Une épaisse cape verte rendait presque méconnaissables les traits d’un jeune acolyte, un demi-elfe. Après lui en avoir demandé la permission, ils décidèrent de s’installer à sa table. « Frère Eardon, tel est mon nom. J’ai entendu votre discussion avec Kaylessa. Première fois ici à l’auberge ? Vous découvrirez que c’est un endroit qui a plein de qualités mais pas la discrétion ! Je passe souvent par ici car je suis un prêtre itinérant, je fais parfois aussi le messager ».
« Ah, et vous est-il arrivé de croiser la délégation de la ville de Mirabar » s’enquit Roberto.
« Oh oui ! Ils sont partis de Mirabar en direction de Béliard il y a deux dix-jours. Ca m’a surpris qu’ils ne soient pas déjà arrivés car j’étais presque certain qu’ils avaient prévu de faire une halte à Rougemélèze ».
Après encore quelques minutes de discussion, ils décidèrent tous d’aller se coucher.

La nuit passa vite, tant la fatigue avait maltraité leurs corps au cours des derniers jours.

Le matin suivant, les personnages continuèrent leur visite de Rougemélèze. C’était une journée ordinaire : des nouveaux convois  arrivaient en ville, d’autres partaient en direction des quatre coins de la Côte des Epées. D’un coup, un nouveau tremblement se fit entendre. Une seconde après, une crevasse s’ouvrit sous les pieds de quatre petits enfants qui jouaient tranquillement dans le principal carrefour : il se trouvèrent engloutis avec une vieille charrue en bois qui stationnait à proximité. Leurs cris apeurés alertèrent immédiatement tous les passants.
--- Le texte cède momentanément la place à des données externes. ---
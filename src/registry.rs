//! Space registry holding known spaces and their zoom.
//!
//! DESIGN
//! ======
//! Pure in-memory data with no I/O. Spaces are kept in a `BTreeMap` so
//! iteration order is the key order; default selection and listing both
//! rely on that. The registry is only fed from store responses and store
//! signals, never from direct user edits.
//!
//! Zoom entries are created with a default factor the first time a key is
//! seen, and dropped together with their space.

use std::collections::{BTreeMap, HashMap};

use crate::error::ErrorCode;
use crate::state::{Space, SpaceKey};
use crate::store::StoreSignal;

pub const DEFAULT_ZOOM: f64 = 1.0;
pub const DEFAULT_ZOOM_FLOOR: f64 = 0.01;

#[derive(Debug, Clone, PartialEq, thiserror::Error)]
pub enum RegistryError {
    #[error("space not found: {0}")]
    NotFound(SpaceKey),
    #[error("invalid zoom factor: {0}")]
    InvalidZoom(f64),
}

impl ErrorCode for RegistryError {
    fn error_code(&self) -> &'static str {
        match self {
            Self::NotFound(_) => "E_SPACE_NOT_FOUND",
            Self::InvalidZoom(_) => "E_INVALID_ZOOM",
        }
    }
}

#[derive(Debug, Clone)]
pub struct SpaceRegistry {
    spaces: BTreeMap<SpaceKey, Space>,
    zooms: HashMap<SpaceKey, f64>,
    default_zoom: f64,
    zoom_floor: f64,
}

impl SpaceRegistry {
    #[must_use]
    pub fn new() -> Self {
        Self::with_zoom_policy(DEFAULT_ZOOM, DEFAULT_ZOOM_FLOOR)
    }

    /// Registry whose new keys start at `default_zoom` and whose zoom never
    /// drops below `zoom_floor`.
    #[must_use]
    pub fn with_zoom_policy(default_zoom: f64, zoom_floor: f64) -> Self {
        Self { spaces: BTreeMap::new(), zooms: HashMap::new(), default_zoom, zoom_floor }
    }

    // =========================================================================
    // SPACES
    // =========================================================================

    /// Merge `spaces` in. Existing keys are overwritten wholesale.
    pub fn upsert_all(&mut self, spaces: impl IntoIterator<Item = (SpaceKey, Space)>) {
        for (key, space) in spaces {
            self.zooms.entry(key.clone()).or_insert(self.default_zoom);
            self.spaces.insert(key, space);
        }
    }

    /// Make `spaces` the complete known set. Keys missing from it are dropped
    /// along with their zoom.
    pub fn replace_all(&mut self, spaces: HashMap<SpaceKey, Space>) {
        self.spaces.retain(|key, _| spaces.contains_key(key));
        self.zooms.retain(|key, _| spaces.contains_key(key));
        self.upsert_all(spaces);
    }

    /// # Errors
    ///
    /// Returns `NotFound` if the key is unknown.
    pub fn get(&self, key: &str) -> Result<&Space, RegistryError> {
        self.spaces
            .get(key)
            .ok_or_else(|| RegistryError::NotFound(key.to_owned()))
    }

    #[must_use]
    pub fn contains(&self, key: &str) -> bool {
        self.spaces.contains_key(key)
    }

    /// Known keys in ascending order.
    pub fn keys(&self) -> impl Iterator<Item = &SpaceKey> {
        self.spaces.keys()
    }

    pub fn iter(&self) -> impl Iterator<Item = (&SpaceKey, &Space)> {
        self.spaces.iter()
    }

    /// The smallest known key, used as the default selection.
    #[must_use]
    pub fn first_key(&self) -> Option<&SpaceKey> {
        self.spaces.keys().next()
    }

    #[must_use]
    pub fn len(&self) -> usize {
        self.spaces.len()
    }

    #[must_use]
    pub fn is_empty(&self) -> bool {
        self.spaces.is_empty()
    }

    // =========================================================================
    // ZOOM
    // =========================================================================

    /// # Errors
    ///
    /// Returns `NotFound` if the key is unknown.
    pub fn zoom(&self, key: &str) -> Result<f64, RegistryError> {
        self.zooms
            .get(key)
            .copied()
            .ok_or_else(|| RegistryError::NotFound(key.to_owned()))
    }

    /// Set an exact zoom factor. No clamping beyond rejecting non-positive values.
    ///
    /// # Errors
    ///
    /// Returns `InvalidZoom` for non-positive or non-finite factors, and
    /// `NotFound` if the key is unknown.
    pub fn set_zoom(&mut self, key: &str, factor: f64) -> Result<(), RegistryError> {
        if !factor.is_finite() || factor <= 0.0 {
            return Err(RegistryError::InvalidZoom(factor));
        }
        let Some(zoom) = self.zooms.get_mut(key) else {
            return Err(RegistryError::NotFound(key.to_owned()));
        };
        *zoom = factor;
        Ok(())
    }

    /// Add `delta` to the zoom factor, clamped at the floor. Returns the new factor.
    ///
    /// # Errors
    ///
    /// Returns `NotFound` if the key is unknown, and `InvalidZoom` if
    /// `delta` or the resulting factor is not finite. The factor is left
    /// unchanged on error.
    pub fn adjust_zoom(&mut self, key: &str, delta: f64) -> Result<f64, RegistryError> {
        if !delta.is_finite() {
            return Err(RegistryError::InvalidZoom(delta));
        }
        let floor = self.zoom_floor;
        let Some(zoom) = self.zooms.get_mut(key) else {
            return Err(RegistryError::NotFound(key.to_owned()));
        };
        let next = (*zoom + delta).max(floor);
        if !next.is_finite() {
            return Err(RegistryError::InvalidZoom(next));
        }
        *zoom = next;
        Ok(next)
    }

    // =========================================================================
    // SIGNALS
    // =========================================================================

    /// Fold a store signal into the known set. Returns whether anything changed.
    /// Where signals for spaces this registry has not seen are ignored.
    pub fn apply_signal(&mut self, signal: StoreSignal) -> bool {
        match signal {
            StoreSignal::NewSpace { key, space } => {
                self.upsert_all([(key, space)]);
                true
            }
            StoreSignal::NewWhere { space_key, entry } => {
                let Some(space) = self.spaces.get_mut(&space_key) else {
                    return false;
                };
                if entry.is_persisted() && space.wheres.iter().any(|w| w.hash == entry.hash) {
                    return false;
                }
                space.wheres.push(entry);
                true
            }
            StoreSignal::DeleteWhere { space_key, hash } => {
                let Some(space) = self.spaces.get_mut(&space_key) else {
                    return false;
                };
                let before = space.wheres.len();
                space.wheres.retain(|w| w.hash != hash);
                space.wheres.len() != before
            }
        }
    }
}

impl Default for SpaceRegistry {
    fn default() -> Self {
        Self::new()
    }
}

/// Zoom factor rendered as a whole percentage (`1.0` → `100`).
#[must_use]
#[allow(clippy::cast_possible_truncation)]
pub fn zoom_percent(factor: f64) -> i64 {
    (factor * 100.0).round() as i64
}

#[cfg(test)]
#[path = "registry_test.rs"]
mod tests;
Une jeune femme habillés de vêtements violets se mit à courir vers le bord de la crevasse en implorant : « Sauvez mon enfant ! De grâce sauvez mon enfant ! ».
Toutes les portes s’ouvraient pendant que certains criaient : « Amenez une échelle, vite  ! ».
Roberto et Jervan se placèrent à côté de la jeune mère effrayé. Leur vision leur permettait de distinguer une chambre plongée dans l’obscurité, bien plus vaste que l’ouverture révélée par le mouvement tellurique qui venait de frapper Rougemélèze. Heureusement, un monticule de terre avait amorti leur chute: quoiqu’apeurés, les enfants étaient en vie.
Un parent s’approcha : « Mon garçon ! Sauvez mon garçon ».
Plusieurs anciens s’interposèrent : « Cette affaire ne doit pas être discutée devant des étrangers ! ». Un autre ajouta d’une voix stridule : « Les Creuseurs ne doivent pas être dérangés ! ».
Mais leurs paroles étaient couvertes par les cris de ceux qui réclamaient que quelqu’un intervienne.
Jervan se retourna vers ses amis : « Suivez-moi. Je sais comment nous allons les sauver ». Comprenant le plan du nain, Roberto rangea à regret la fiole explosive qu’il caressait dans sa main gauche.
Comme s’ils n’étaient qu’un seul être, les compagnons se ruèrent vers leurs équipements d’escalade.